Rex Stout was in the midst of an unusually interesting life (including being a child math prodigy and serving on President Theodore Roosevelt's yacht) when he created one of the great detective series of all time, introducing Nero Wolfe for the first of 72 adventures in Fer-de-Lance. The brilliance of Stout's creation lies in the blending of Wolfe--an eccentric, elephantine, misanthropic, misogynistic, beer guzzling, gourmand--and his footman, Archie Goodwin--a classic, wise cracking, hard boiled dick. The combination, sort of like teaming Mycroft Holmes and Sam Spade, allowed him to use the best elements of both the British drawing room mystery and the American private eye novel. The result has enchanted readers for almost 70 years. Fans include everyone from Oliver Wendell Holmes to PG Wodehouse, James M. Cain to Kingsley Amis.

Nero Wolfe, logging in around 280 lbs and quaffing 6 quarts of beer a day, rarely leaves his 35th Street brownstone in Manhattan, preferring to tend his orchids and worry over the exquisite meals prepared by his butler/chef Fritz.
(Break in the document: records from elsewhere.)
// Copyright (c) 2025 Fabstir
// SPDX-License-Identifier: BUSL-1.1
//! YOLO object detector on ONNX Runtime
//!
//! Expects the Ultralytics export layout: one output tensor of shape
//! `[1, 4 + num_classes, num_candidates]` with centre-format boxes in
//! model-input pixels followed by per-class scores.

use std::collections::HashMap;
use std::path::{Path, PathBuf};
use std::sync::{Arc, Mutex, PoisonError};

use anyhow::Context;
use image::imageops::FilterType;
use image::DynamicImage;
use ndarray::{Array4, ArrayViewD, Axis};
use ort::execution_providers::CPUExecutionProvider;
use ort::session::builder::GraphOptimizationLevel;
use ort::session::Session;
use ort::value::Value;
use tracing::{debug, info, warn};

use super::{BackendError, BoundingBox, Detection, DetectionSet, DetectorBackend};
use crate::vision::model_handle::BackendLoader;

/// Default square input size for YOLO exports
pub const DEFAULT_INPUT_SIZE: u32 = 640;

/// IoU above which overlapping boxes of the same class are suppressed
pub const NMS_IOU_THRESHOLD: f32 = 0.45;

/// YOLO detector backed by an ONNX Runtime session (CPU only)
pub struct OnnxYoloDetector {
    /// ONNX Runtime session (`run` needs exclusive access)
    session: Arc<Mutex<Session>>,
    input_name: String,
    input_size: u32,
    class_names: Vec<String>,
    model_version: String,
}

impl std::fmt::Debug for OnnxYoloDetector {
    fn fmt(&self, f: &mut std::fmt::Formatter<'_>) -> std::fmt::Result {
        f.debug_struct("OnnxYoloDetector")
            .field("input_name", &self.input_name)
            .field("input_size", &self.input_size)
            .field("classes", &self.class_names.len())
            .field("model_version", &self.model_version)
            .finish_non_exhaustive()
    }
}

impl OnnxYoloDetector {
    /// Load a YOLO ONNX export
    ///
    /// # Errors
    /// Returns error if the weights file is missing, ONNX Runtime rejects it,
    /// or the labels file cannot be parsed.
    pub fn load(
        model_path: &Path,
        labels_path: Option<&Path>,
        input_size: u32,
        model_version: impl Into<String>,
    ) -> Result<Self, BackendError> {
        if !model_path.exists() {
            return Err(BackendError::runtime(format!(
                "YOLO model not found: {}",
                model_path.display()
            )));
        }

        info!("🚀 Initializing YOLO model from {}", model_path.display());

        let session = build_session(model_path)
            .map_err(|e| BackendError::runtime(format!("{:#}", e)))?;

        let input_name = session
            .inputs
            .first()
            .map(|input| input.name.clone())
            .unwrap_or_else(|| "images".to_string());

        let labels_path = labels_path
            .map(Path::to_path_buf)
            .or_else(|| find_labels_file(model_path));
        let class_names = match labels_path {
            Some(path) => load_class_names(&path)?,
            None => {
                warn!(
                    "⚠️ No labels file found next to {}, using numeric class names",
                    model_path.display()
                );
                Vec::new()
            }
        };

        debug!(
            "YOLO model loaded - input: {}, {} classes",
            input_name,
            class_names.len()
        );

        Ok(Self {
            session: Arc::new(Mutex::new(session)),
            input_name,
            input_size: if input_size == 0 { DEFAULT_INPUT_SIZE } else { input_size },
            class_names,
            model_version: model_version.into(),
        })
    }

    fn class_name(&self, class_id: usize) -> String {
        self.class_names
            .get(class_id)
            .cloned()
            .unwrap_or_else(|| format!("class_{}", class_id))
    }
}

impl DetectorBackend for OnnxYoloDetector {
    fn detect(
        &self,
        image: &DynamicImage,
        min_confidence: f32,
    ) -> Result<DetectionSet, BackendError> {
        if image.width() == 0 || image.height() == 0 {
            return Err(BackendError::DegenerateInput(
                "image has no pixels".to_string(),
            ));
        }

        let input = preprocess(image, self.input_size);
        let input_value = Value::from_array(input)
            .map_err(|e| BackendError::runtime(format!("failed to create input tensor: {}", e)))?;

        let mut session = self.session.lock().unwrap_or_else(PoisonError::into_inner);
        let outputs = session
            .run(ort::inputs![&self.input_name => input_value])
            .map_err(|e| BackendError::runtime(format!("YOLO inference failed: {}", e)))?;

        let output = outputs[0]
            .try_extract_array::<f32>()
            .map_err(|e| BackendError::runtime(format!("failed to extract output tensor: {}", e)))?;

        let scale_x = image.width() as f32 / self.input_size as f32;
        let scale_y = image.height() as f32 / self.input_size as f32;

        let candidates = decode_candidates(output.view(), min_confidence, scale_x, scale_y)?;
        let kept = non_max_suppression(candidates, NMS_IOU_THRESHOLD);

        Ok(kept
            .into_iter()
            .map(|c| {
                Detection::new(c.class_id as i64, self.class_name(c.class_id), c.score)
                    .with_bounding_box(c.bbox)
            })
            .collect())
    }

    fn model_version(&self) -> &str {
        &self.model_version
    }

    fn class_names(&self) -> Vec<String> {
        self.class_names.clone()
    }
}

/// Builds `OnnxYoloDetector`s for model handles
#[derive(Debug, Clone)]
pub struct OnnxYoloLoader {
    labels_path: Option<PathBuf>,
    input_size: u32,
    model_version: String,
}

impl OnnxYoloLoader {
    pub fn new(model_version: impl Into<String>) -> Self {
        Self {
            labels_path: None,
            input_size: DEFAULT_INPUT_SIZE,
            model_version: model_version.into(),
        }
    }

    pub fn with_labels_path(mut self, labels_path: Option<PathBuf>) -> Self {
        self.labels_path = labels_path;
        self
    }

    pub fn with_input_size(mut self, input_size: u32) -> Self {
        self.input_size = input_size;
        self
    }
}

impl BackendLoader for OnnxYoloLoader {
    fn load(&self, weights: &Path) -> Result<Arc<dyn DetectorBackend>, BackendError> {
        let detector = OnnxYoloDetector::load(
            weights,
            self.labels_path.as_deref(),
            self.input_size,
            self.model_version.clone(),
        )?;
        Ok(Arc::new(detector))
    }
}

#[derive(Debug, Clone)]
struct Candidate {
    class_id: usize,
    score: f32,
    bbox: BoundingBox,
}

fn build_session(model_path: &Path) -> anyhow::Result<Session> {
    let session = Session::builder()
        .context("Failed to create session builder")?
        .with_execution_providers([CPUExecutionProvider::default().build()])
        .context("Failed to set CPU execution provider")?
        .with_optimization_level(GraphOptimizationLevel::Level3)
        .context("Failed to set optimization level")?
        .with_intra_threads(4)
        .context("Failed to set intra threads")?
        .commit_from_file(model_path)
        .context(format!(
            "Failed to load YOLO model from {}",
            model_path.display()
        ))?;
    Ok(session)
}

/// Resize to a square NCHW tensor scaled to [0, 1]
fn preprocess(image: &DynamicImage, size: u32) -> Array4<f32> {
    let resized = image.resize_exact(size, size, FilterType::Triangle).to_rgb8();
    let size = size as usize;
    let mut input = Array4::<f32>::zeros((1, 3, size, size));
    for (x, y, pixel) in resized.enumerate_pixels() {
        let (x, y) = (x as usize, y as usize);
        input[[0, 0, y, x]] = pixel[0] as f32 / 255.0;
        input[[0, 1, y, x]] = pixel[1] as f32 / 255.0;
        input[[0, 2, y, x]] = pixel[2] as f32 / 255.0;
    }
    input
}

/// Turn the raw output tensor into scored boxes above the confidence floor
fn decode_candidates(
    output: ArrayViewD<f32>,
    min_confidence: f32,
    scale_x: f32,
    scale_y: f32,
) -> Result<Vec<Candidate>, BackendError> {
    let shape = output.shape().to_vec();
    if shape.len() != 3 || shape[0] != 1 || shape[1] < 5 {
        return Err(BackendError::DegenerateInput(format!(
            "unexpected output array shape {:?}, expected [1, 4 + classes, candidates]",
            shape
        )));
    }

    let view = output.index_axis(Axis(0), 0);
    let rows = shape[1];
    let num_candidates = shape[2];
    let mut candidates = Vec::new();

    for i in 0..num_candidates {
        let mut best_class = 0;
        let mut best_score = f32::MIN;
        for row in 4..rows {
            let score = view[[row, i]];
            if score > best_score {
                best_score = score;
                best_class = row - 4;
            }
        }

        if best_score.is_nan() || best_score < min_confidence {
            continue;
        }

        let cx = view[[0, i]];
        let cy = view[[1, i]];
        let w = view[[2, i]];
        let h = view[[3, i]];

        candidates.push(Candidate {
            class_id: best_class,
            score: best_score.min(1.0),
            bbox: BoundingBox {
                x1: (cx - w / 2.0) * scale_x,
                y1: (cy - h / 2.0) * scale_y,
                x2: (cx + w / 2.0) * scale_x,
                y2: (cy + h / 2.0) * scale_y,
            },
        });
    }

    Ok(candidates)
}

/// Class-aware greedy NMS, result sorted by descending score
fn non_max_suppression(mut candidates: Vec<Candidate>, iou_threshold: f32) -> Vec<Candidate> {
    candidates.sort_by(|a, b| b.score.total_cmp(&a.score));

    let mut kept: Vec<Candidate> = Vec::new();
    for candidate in candidates {
        let suppressed = kept.iter().any(|k| {
            k.class_id == candidate.class_id && k.bbox.iou(&candidate.bbox) > iou_threshold
        });
        if !suppressed {
            kept.push(candidate);
        }
    }
    kept
}

/// Look for `<model>.labels.json` or `<model>.names` beside the weights
fn find_labels_file(model_path: &Path) -> Option<PathBuf> {
    ["labels.json", "names"]
        .iter()
        .map(|ext| model_path.with_extension(ext))
        .find(|candidate| candidate.is_file())
}

/// Parse class names from a JSON array, a JSON object keyed by class id, or
/// one name per line
fn load_class_names(path: &Path) -> Result<Vec<String>, BackendError> {
    let text = std::fs::read_to_string(path).map_err(|e| {
        BackendError::runtime(format!("cannot read labels file {}: {}", path.display(), e))
    })?;
    parse_class_names(&text)
        .map_err(|e| BackendError::runtime(format!("invalid labels file {}: {}", path.display(), e)))
}

fn parse_class_names(text: &str) -> Result<Vec<String>, String> {
    let trimmed = text.trim_start();
    if trimmed.starts_with('[') {
        return serde_json::from_str::<Vec<String>>(trimmed).map_err(|e| e.to_string());
    }

    if trimmed.starts_with('{') {
        let by_id: HashMap<String, String> =
            serde_json::from_str(trimmed).map_err(|e| e.to_string())?;
        let mut indexed = by_id
            .into_iter()
            .map(|(id, name)| {
                id.parse::<usize>()
                    .map(|id| (id, name))
                    .map_err(|_| format!("class id '{}' is not a number", id))
            })
            .collect::<Result<Vec<_>, _>>()?;
        indexed.sort_by_key(|(id, _)| *id);

        let len = indexed.last().map(|(id, _)| id + 1).unwrap_or(0);
        let mut names: Vec<String> = (0..len).map(|id| format!("class_{}", id)).collect();
        for (id, name) in indexed {
            names[id] = name;
        }
        return Ok(names);
    }

    Ok(text
        .lines()
        .map(str::trim)
        .filter(|line| !line.is_empty())
        .map(str::to_string)
        .collect())
}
To support his high living, Wolfe takes on investigations in a very unofficial capacity, relying on Goodwin to do the physical work and periodically summoning the principals in a case to his home for an exhibition of his deductive genius. His arrogant manner is nicely captured in the following admonition to a sporting goods salesman who has condescendingly demonstrated the proper use of golf clubs:

You know, Mr. Townsend, it is our good fortune that the exigencies of birth and training furnish all of us with opportunities for snobbery. My ignorance of this special nomenclature provided yours; your innocence of the elementary processes provides mine.
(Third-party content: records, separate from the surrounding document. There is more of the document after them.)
// Copyright (c) 2025 Fabstir
// SPDX-License-Identifier: BUSL-1.1
//! Inference service facade
//!
//! Resolves a model name to a [`ModelHandle`], loads it once, and routes the
//! request to the real detector or the mock predictor depending on how the
//! load ended.

use std::collections::HashMap;
use std::path::Path;
use std::sync::Arc;

use async_trait::async_trait;
use tokio::sync::RwLock;
use tracing::{debug, info};

use super::detector::DetectorAdapter;
use super::errors::VisionResult;
use super::mock::MockPredictor;
use super::model_handle::{
    BackendCapability, BackendLoader, LoadedModel, ModelHandle, ModelStatus,
};
use super::selector::{select, PredictionResult};
use crate::config::{ModelPaths, VisionConfig};

/// Anything that turns an image file into a prediction
#[async_trait]
pub trait Predictor: Send + Sync {
    async fn predict(&self, model_name: &str, image_path: &Path) -> VisionResult<PredictionResult>;
}

/// Named model registry plus the predict pipeline
pub struct InferenceService {
    paths: ModelPaths,
    capability: BackendCapability,
    loader: Arc<dyn BackendLoader>,
    registry: RwLock<HashMap<String, Arc<ModelHandle>>>,
    adapter: DetectorAdapter,
    mock: MockPredictor,
}

impl std::fmt::Debug for InferenceService {
    fn fmt(&self, f: &mut std::fmt::Formatter<'_>) -> std::fmt::Result {
        f.debug_struct("InferenceService")
            .field("paths", &self.paths)
            .field("capability", &self.capability)
            .finish_non_exhaustive()
    }
}

impl InferenceService {
    pub fn new(
        paths: ModelPaths,
        capability: BackendCapability,
        loader: Arc<dyn BackendLoader>,
    ) -> Self {
        Self {
            paths,
            capability,
            loader,
            registry: RwLock::new(HashMap::new()),
            adapter: DetectorAdapter::new(),
            mock: MockPredictor::new(),
        }
    }

    /// Replace the mock predictor (e.g. with a seeded one)
    pub fn with_mock_predictor(mut self, mock: MockPredictor) -> Self {
        self.mock = mock;
        self
    }

    /// Build the service for this node: probe the backend and wire the
    /// configured loader
    pub fn from_config(config: &VisionConfig) -> Self {
        let capability = BackendCapability::probe(config.force_mock);
        info!("Detector backend capability: {:?}", capability);
        Self::new(config.model_paths(), capability, default_loader(config))
    }

    pub fn capability(&self) -> &BackendCapability {
        &self.capability
    }

    /// Handle for `model_name`, created on first access
    pub async fn handle(&self, model_name: &str) -> Arc<ModelHandle> {
        if let Some(handle) = self.registry.read().await.get(model_name) {
            return Arc::clone(handle);
        }

        let mut registry = self.registry.write().await;
        let handle = registry.entry(model_name.to_string()).or_insert_with(|| {
            let source_path = self.paths.resolve(model_name);
            debug!("Registering model '{}' -> {}", model_name, source_path);
            Arc::new(ModelHandle::new(
                model_name,
                source_path,
                self.capability.clone(),
                Arc::clone(&self.loader),
            ))
        });
        Arc::clone(handle)
    }

    /// Load `model_name` without running a prediction
    pub async fn load_model(&self, model_name: &str) -> VisionResult<LoadedModel> {
        self.handle(model_name).await.ensure_loaded().await
    }

    /// Predict the product shown in the image at `image_path`.
    ///
    /// Waits for an in-flight load of the same model instead of starting
    /// another one.
    pub async fn predict(
        &self,
        model_name: &str,
        image_path: &Path,
    ) -> VisionResult<PredictionResult> {
        match self.load_model(model_name).await? {
            LoadedModel::Ready(backend) => {
                info!("🔮 Running prediction with '{}' on {}", model_name, image_path.display());
                let model_version = backend.model_version().to_string();
                let detections = self.adapter.detect(backend, image_path).await?;
                Ok(select(&detections, &model_version))
            }
            LoadedModel::MockFallback => Ok(self.mock.predict()),
        }
    }

    /// Status of every handle created so far, sorted by name
    pub async fn list_models(&self) -> Vec<ModelStatus> {
        let mut models: Vec<ModelStatus> = self
            .registry
            .read()
            .await
            .values()
            .map(|handle| handle.status())
            .collect();
        models.sort_by(|a, b| a.name.cmp(&b.name));
        models
    }
}

#[async_trait]
impl Predictor for InferenceService {
    async fn predict(&self, model_name: &str, image_path: &Path) -> VisionResult<PredictionResult> {
        InferenceService::predict(self, model_name, image_path).await
    }
}

#[cfg(feature = "onnx")]
fn default_loader(config: &VisionConfig) -> Arc<dyn BackendLoader> {
    use super::detector::yolo::OnnxYoloLoader;

    Arc::new(
        OnnxYoloLoader::new(config.model_version.clone())
            .with_labels_path(config.labels_path.clone())
            .with_input_size(config.input_size),
    )
}

#[cfg(not(feature = "onnx"))]
fn default_loader(_config: &VisionConfig) -> Arc<dyn BackendLoader> {
    Arc::new(super::model_handle::NoBackendLoader)
}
Meanwhile, Archie narrates the stories in the familiar sardonic banter of the great noir novels:

When I consider the different kinds I've seen it seems silly to say it, but somehow to me all lawyers look alike. It's a sort of mixture of a scared look and a satisfied look, as if they were crossing a traffic-filled street where they expect to get run over any minute but they know exactly what kind of paper to hand the driver if they get killed and they've got one right in their pocket.

This sets up an amusing dramatic tension between the two, as when Nero tells Archie:

Sit down. I would prefer to have you here, idle and useless...As I have remarked before, to have you with me like this is always refreshing because it constantly reminds me how distressing it would be to have someone present--a wife, for instance--whom I could not dismiss at will.

Lest it seem that Wolfe is to much of an egomaniac to be tolerated, Archie makes it clear that he stays around just for the sheer joy of watching the elephantine savant in action and Wolfe himself acknowledges that much of his facade is mere pretense when a District Attorney commands his presence in Westchester, he tells Archie to refuse, saying "I understand the technique of eccentricity; it would be futile for a man to labor at establishing a reputation for oddity if he were ready at the slightest provocation to revert to normal action." And Wolfe sometimes lets slip his admiration for Archie, telling a witness in the case, "Mr. Goodwin is a man of discretion, common decency and immeasurable valor."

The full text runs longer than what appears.